On a positive note - my father came home from holidays a few years ago to find a foot shaped dent in the roof of his car.  He was not impressed, but none the less he recognised that this did not affect the ability of his car to be driven or of the roof to keep the rain off.  A few days after he came back, a sheepish looking teenager presented at the front door with a parent in tow.  The teenager apologised, explained he had run over the top of the car as a dare and offered to pay for the damage to be fixed.  The 'brand' garage wanted to charge something like €900 to do a bit of panel beating (can we say 'Celtic Tiger' ?), but my dad just whacked it back into shape himself.  Kid learned a lesson in the practical cost (or at least the potential cost in this case), and the social cost of doing something like that and causing damage in the process.  And how idd all this come about ?  Because the parent in this case took the time and effort to recognise that the behaviour was not acceptable and correcitve action was taken.

This however, is different than the situation as described by the original poster and some recent ones where children have been advised that they are causing damage and nuisance and still persist with their behaviour.  I don't envy people in this situation.

z


----------



## zag

I agree with Marathon Man - grow something very spiky along the boundary.  I don't know what we have in the back garden but it may well be pyracantha as described above - we have lost countless of our own footballs to its spikes.  They go through every sort of ball that hits it.

z


----------



## musicfan

1234 said:


> Next time the ball lands in your driveway, just take the damm ball away from them. Problem solved!


 
Been there done that - 5 mins later they have another ball.  The loss of one football (or two or three.....) isn't enough to stop these 'darling' little monsters..............


----------



## TDON

If theses kids are hanging around your house, even if it is ridiculous that they would be playing on a road and all they are doing is playing hopscotch, hide & seek, comparing teachers & homework, gossping etc, how can anyone say that "people on my side of this argument" would find that offensive. 

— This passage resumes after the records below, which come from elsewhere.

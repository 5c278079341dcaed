//! `sitemap.xml` generation: a hand-built XML string (no crate covers this
//! format), with an `escape_xml` fast-path for entries that need no
//! escaping and a plain `<url>/<loc>/<lastmod>` shape. Writes go through
//! [`atomic_write`], per the write-atomicity requirement carried by every
//! postprocess emitter.

use super::{PostprocessInput, page_url, rfc3339};
use crate::primitives::atomic::atomic_write;
use anyhow::Context;
use std::borrow::Cow;

const SITEMAP_NS: &str = "http://www.sitemaps.org/schemas/sitemap/0.9";

struct UrlEntry {
    loc: String,
    lastmod: Option<String>,
}

pub fn write_sitemap(input: &PostprocessInput<'_>) -> anyhow::Result<()> {
    let urls: Vec<UrlEntry> = input
        .snapshot
        .pages
        .iter()
        .filter(|page| page.output_path.is_some())
        .map(|page| UrlEntry {
            loc: page_url(input.config, page),
            lastmod: page.date.map(rfc3339),
        })
        .collect();

    let xml = into_xml(urls);
    let path = input.config.output_dir.join("sitemap.xml");
    atomic_write(&path, xml.as_bytes()).with_context(|| format!("writing {}", path.display()))
}

fn into_xml(urls: Vec<UrlEntry>) -> String {
    let mut xml = String::with_capacity(4096);
    xml.push_str("<?xml version=\"1.0\" encoding=\"UTF-8\"?>\n");
    xml.push_str("<urlset xmlns=\"");
    xml.push_str(SITEMAP_NS);
    xml.push_str("\">\n");

    for entry in urls {
        xml.push_str("  <url>\n    <loc>");
        xml.push_str(&escape_xml(&entry.loc));
        xml.push_str("</loc>\n");
        if let Some(lastmod) = entry.lastmod {
            xml.push_str("    <lastmod>");
            xml.push_str(&lastmod);
            xml.push_str("</lastmod>\n");
        }
        xml.push_str("  </url>\n");
    }

    xml.push_str("</urlset>\n");
    xml
}

fn escape_xml(s: &str) -> Cow<'_, str> {
    if !s.contains(['&', '<', '>', '"', '\'']) {
        return Cow::Borrowed(s);
    }
    Cow::Owned(
        s.replace('&', "&amp;")
            .replace('<', "&lt;")
            .replace('>', "&gt;")
            .replace('"', "&quot;")
            .replace('\'', "&apos;"),
    )
}
//! `Page`: the mutable, build-time companion to [`PageCore`](super::page_core::PageCore).
//!
//! `PageHandle` is the tagged-variant strategy the design notes call for in
//! a language without duck-typing: a page is either fully `Loaded` or a
//! `Lazy` proxy carrying only its cacheable core. Any component that needs
//! body access calls [`PageHandle::promote`], which forces a load through
//! the injected [`PageLoader`] and is a no-op on an already-loaded page.
//! Equality and hashing of the lazy form are by `source_path` alone, so two
//! handles for the same page compare equal regardless of load state.

use crate::cache::parsed_content::TocItem;
use crate::content::page_core::PageCore;
use crate::primitives::SourcePath;
use serde_json::{Map, Value};
use std::path::PathBuf;
use std::sync::Arc;

/// The key cascades track: keys introduced into `metadata` by cascading,
/// so a later rebuild can clear exactly those before reapplying.
pub const CASCADE_KEYS_FIELD: &str = "_cascade_keys";

#[derive(Debug, Clone, Default)]
pub struct Page {
    pub core: PageCore,
    pub raw_content: String,
    pub rendered_html: String,
    pub toc: String,
    pub toc_items: Vec<TocItem>,
    pub links: Vec<String>,
    pub output_path: Option<PathBuf>,
    pub parsed_ast: Option<String>,
    /// Merged frontmatter + cascade view. `_cascade_keys` here enumerates
    /// which keys were introduced by cascading (see [`CASCADE_KEYS_FIELD`]).
    pub metadata: Map<String, Value>,
    /// Related posts are resolved as source paths rather than owned
    /// `Page`s: the snapshot (§3.7) is where cross-page references become
    /// cheap shared lookups, and keeping them as paths here avoids an
    /// ownership cycle during the mutable build phase.
    pub related_posts: Vec<SourcePath>,
}

impl Page {
    pub fn new(core: PageCore, raw_content: String) -> Self {
        Self {
            core,
            raw_content,
            rendered_html: String::new(),
            toc: String::new(),
            toc_items: Vec::new(),
            links: Vec::new(),
            output_path: None,
            parsed_ast: None,
            metadata: Map::new(),
            related_posts: Vec::new(),
        }
    }

    pub fn source_path(&self) -> &SourcePath {
        &self.core.source_path
    }

    pub fn cascade_keys(&self) -> Vec<String> {
        match self.metadata.get(CASCADE_KEYS_FIELD) {
            Some(Value::Array(items)) => items.iter().filter_map(Value::as_str).map(str::to_string).collect(),
            _ => Vec::new(),
        }
    }

    pub fn set_cascade_keys(&mut self, keys: Vec<String>) {
        if keys.is_empty() {
            self.metadata.remove(CASCADE_KEYS_FIELD);
        } else {
            self.metadata.insert(CASCADE_KEYS_FIELD.to_string(), Value::Array(keys.into_iter().map(Value::String).collect()));
        }
    }
}

impl PartialEq for Page {
    fn eq(&self, other: &Self) -> bool {
        self.source_path() == other.source_path()
    }
}

/// Loads the full `Page` body for a source path known only by its core.
/// Injected by the orchestrator; discovery and cold builds never need it,
/// incremental builds use it to promote a proxy on demand.
pub trait PageLoader: Send + Sync {
    fn load(&self, core: &PageCore) -> anyhow::Result<Page>;
}

/// A `PageLoader` backed by a plain filesystem read plus frontmatter
/// re-split — the common case where "loading" just means re-reading the
/// source file discovery already knows the path of.
pub struct FileSystemLoader {
    pub site_root: PathBuf,
}

impl PageLoader for FileSystemLoader {
    fn load(&self, core: &PageCore) -> anyhow::Result<Page> {
        let fs_path = self.site_root.join(core.source_path.as_str());
        let raw = std::fs::read_to_string(&fs_path).map_err(|e| {
            anyhow::anyhow!(crate::error::BuildError::Discovery {
                path: core.source_path.clone(),
                message: e.to_string(),
            })
        })?;
        let (_frontmatter, body) = crate::content::frontmatter::split(&raw);
        Ok(Page::new(core.clone(), body.to_string()))
    }
}

/// Either a fully loaded page or a lazy proxy over its cacheable core.
/// During incremental builds, unchanged pages stay `Lazy` through
/// discovery, cascading, sectioning, and navigation — paying no parse or
/// disk cost unless something forces a promotion.
pub enum PageHandle {
    Loaded(Page),
    Lazy {
        core: PageCore,
        metadata: Map<String, Value>,
        loader: Arc<dyn PageLoader>,
    },
}

impl std::fmt::Debug for PageHandle {
    fn fmt(&self, f: &mut std::fmt::Formatter<'_>) -> std::fmt::Result {
        match self {
            PageHandle::Loaded(p) => f.debug_tuple("Loaded").field(&p.source_path()).finish(),
            PageHandle::Lazy { core, .. } => f.debug_tuple("Lazy").field(&core.source_path).finish(),
        }
    }
}

impl PageHandle {
    pub fn lazy(core: PageCore, loader: Arc<dyn PageLoader>) -> Self {
        PageHandle::Lazy {
            core,
            metadata: Map::new(),
            loader,
        }
    }

    pub fn core(&self) -> &PageCore {
        match self {
            PageHandle::Loaded(p) => &p.core,
            PageHandle::Lazy { core, .. } => core,
        }
    }

    pub fn source_path(&self) -> &SourcePath {
        &self.core().source_path
    }

    pub fn is_loaded(&self) -> bool {
        matches!(self, PageHandle::Loaded(_))
    }

    /// Read-only access to metadata without forcing a promotion — both
    /// variants carry a metadata map so the cascade engine can inspect and
    /// mutate cascade-introduced keys without paying a parse/disk cost.
    pub fn metadata(&self) -> &Map<String, Value> {
        match self {
            PageHandle::Loaded(p) => &p.metadata,
            PageHandle::Lazy { metadata, .. } => metadata,
        }
    }

    pub fn metadata_mut(&mut self) -> &mut Map<String, Value> {
        match self {
            PageHandle::Loaded(p) => &mut p.metadata,
            PageHandle::Lazy { metadata, .. } => metadata,
        }
    }

    /// Force the full `Page` to load, if not already. Idempotent.
    pub fn promote(&mut self) -> anyhow::Result<&mut Page> {
        if let PageHandle::Lazy { core, metadata, loader } = self {
            let mut page = loader.load(core)?;
            page.metadata = std::mem::take(metadata);
            *self = PageHandle::Loaded(page);
        }
        match self {
            PageHandle::Loaded(p) => Ok(p),
            PageHandle::Lazy { .. } => unreachable!("just promoted"),
        }
    }

    pub fn as_loaded(&self) -> Option<&Page> {
        match self {
            PageHandle::Loaded(p) => Some(p),
            PageHandle::Lazy { .. } => None,
        }
    }
}

impl PartialEq for PageHandle {
    fn eq(&self, other: &Self) -> bool {
        self.source_path() == other.source_path()
    }
}

impl Eq for PageHandle {}

impl std::hash::Hash for PageHandle {
    fn hash<H: std::hash::Hasher>(&self, state: &mut H) {
        self.source_path().hash(state);
    }
}
//! Incremental build core for a static site generator.
//!
//! This crate owns content discovery, caching, cascading, taxonomy
//! derivation, snapshot freezing, incremental planning, wave scheduling,
//! and postprocess invocation. Markdown parsing and template rendering are
//! narrow, injected interfaces (see [`collaborators`]) — their internals
//! are a separate concern from the build graph this crate schedules.

pub mod assets;
pub mod cache;
pub mod cascade;
pub mod collaborators;
pub mod config;
pub mod content;
pub mod error;
pub mod logger;
pub mod orchestrator;
pub mod planner;
pub mod postprocess;
pub mod scheduler;
pub mod site;
pub mod snapshot;
pub mod taxonomy;

pub mod primitives;

pub use config::SiteConfig;
pub use error::BuildError;
pub use orchestrator::{BuildStats, Orchestrator};
pub use site::Site;
pub use snapshot::SiteSnapshot;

That is not what's been talked about here. It's about kids causing damage to property, that hasn't cost them or their parents a cent and making other peoples life hell. These callous individuals are the ones causing the problem here as they have actually instigated the attack in the first place. Then they take no responsibilty for it, but why would they, when that's they way they've been brought up. The children see their parents being rude, arrogant & unsympathetic to their neighbours plight and are therefore learning by what they see. 

I have actually seen a 4 year old out on the road on her own, at 9.30 p.m. stick up the middle finger on each hand, turn and stick out her bum and go "pooooo", all the time her mother was indoors getting sozzled. The only thing I can say to myself is "they will reap what they sow"


----------



## musicfan

leno said:


> The world doesn't revolve around your property or your personal concerns.


 

I'm not asking for the world to revolve around my property!! However, my property is my concern as I work hard to pay for it. 

All I ask is that other parents take responsibilty for their kids and ensure that my property is not damaged by their kids. If other people are damaging my property then it is my concern - it should also be the concern of parents who are allowing their kids to cause this damage. 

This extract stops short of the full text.